I have always failed miserably to make it at home. All recipes seem to call for hours of slow cooking over a hot stove and frankly I just don't have the time. But my Matey and I were given a slow cooker as a wedding present so it occurred to me that it might just be time to have another go.

As with the majority of my cooking  I started off with a google and constructed a recipe as I went along based on number of choices that sounded nice and the restrictions of my cupboard. The Delia recipe should probably get a significant nod for being the most referred to.

So! I had about 1kg of onions chopped in half and sliced into to nice thinnish slices. These got thicker as I started to cry.

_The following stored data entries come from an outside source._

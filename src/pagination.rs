//! Page links for list views.
//!
//! The backend returns whole collections, so lists are sliced here after
//! filtering.

use serde::Serialize;

pub const DEFAULT_ITEMS_PER_PAGE: usize = 20;

/// Page numbers to link, `None` standing for an ellipsis.
fn get_pages(
    total_pages: usize,
    current_page: usize,
    left_edge: usize,
    left_current: usize,
    right_current: usize,
    right_edge: usize,
) -> Vec<Option<usize>> {
    let last_page = total_pages;

    if last_page == 0 {
        return vec![];
    }

    let mut pages = Vec::new();

    let left_end = (1 + left_edge).min(last_page + 1);
    pages.extend((1..left_end).map(Some));

    let mid_start = left_end.max(current_page.saturating_sub(left_current));
    let mid_end = (current_page + right_current + 1).min(last_page + 1);

    if mid_start > left_end {
        pages.push(None);
    }
    pages.extend((mid_start..mid_end).map(Some));

    let right_start = mid_end.max(last_page.saturating_sub(right_edge) + 1);

    if right_start > mid_end {
        pages.push(None);
    }
    pages.extend((right_start..=last_page).map(Some));

    pages
}

#[derive(Debug, Serialize)]
pub struct Paginated<T> {
    pub items: Vec<T>,
    pub pages: Vec<Option<usize>>,
    pub page: usize,
    pub total: usize,
}

impl<T> Paginated<T> {
    /// Cuts page `page` (1-based, clamped) out of the full list.
    pub fn from_items(all: Vec<T>, page: usize, per_page: usize) -> Self {
        let per_page = per_page.max(1);
        let total = all.len();
        let total_pages = total.div_ceil(per_page);
        let page = page.clamp(1, total_pages.max(1));

        let items = all
            .into_iter()
            .skip((page - 1) * per_page)
            .take(per_page)
            .collect();

        Self {
            items,
            pages: get_pages(total_pages, page, 2, 2, 4, 2),
            page,
            total,
        }
    }
}

#[cfg(test)]
mod tests {
    use super::*;

    #[test]
    fn slices_requested_page() {
        let page = Paginated::from_items((1..=45).collect::<Vec<_>>(), 3, 20);
        assert_eq!(page.items, (41..=45).collect::<Vec<_>>());
        assert_eq!(page.page, 3);
        assert_eq!(page.total, 45);
        assert_eq!(page.pages, vec![Some(1), Some(2), Some(3)]);
    }

    #[test]
    fn clamps_out_of_range_pages() {
        let page = Paginated::from_items(vec![1, 2, 3], 9, 20);
        assert_eq!(page.page, 1);
        assert_eq!(page.items.len(), 3);

        let empty = Paginated::<u8>::from_items(Vec::new(), 0, 20);
        assert_eq!(empty.page, 1);
        assert!(empty.pages.is_empty());
    }

    #[test]
    fn long_ranges_get_ellipses() {
        assert_eq!(
            get_pages(20, 10, 2, 2, 4, 2),
            vec![
                Some(1),
                Some(2),
                None,
                Some(8),
                Some(9),
                Some(10),
                Some(11),
                Some(12),
                Some(13),
                Some(14),
                None,
                Some(19),
                Some(20)
            ]
        );
    }
}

The onions went into my frying pan with a slug of oil to slowly soften. I also added a slosh of water to help the process along. I am well aware that most cooks would cry in horror at this but I find it works and means I don't have to add too much oil.

I then finely chopped up  4 cloves of garlic, twice as much as Delia suggests, but I like garlic. (Top Tip: Squish the clove on the chopping with the blade of a big knife. It makes peeling them so much easier.) It all went in the pan with a tablespoon of white sugar  and was slow cooked until they looked like this:





I could eat the lot at this stage.Seriously yummy. But I resisted and put the lot into my slow cooker with about 1 1/2 pints of water, a slosh of white wine, ground pepper and some beef stock cubes. (Don't put salt in f you are using stock cubes they have loads in already.) Some recipes say it needs to be cooked for 1 hour, other recipes call for 9 hours. I switched it on for about 2 hours as that's when my Matey would be home.

A note about Slow Cookers. GET ONE! They take the cheaper cuts and make them yummy. You go to work, get home and there is a hot meal all ready and wait for you.

Time for supper! I did sort of do the cheese on toast but the grill on my oven is broken so it was melty but not really golden and bubbling.




Time taken. About 35mins plus cooking time in the slow cooker.

Cost: Around £2.50 including the slug of wine (which you could leave out) Enough for 4 servings.

The verdict

Tasty!
Extra points for being able to take it to work next day for lunch. It would probably be better with a real stock rather than a stock cube but most things would. More trials needed.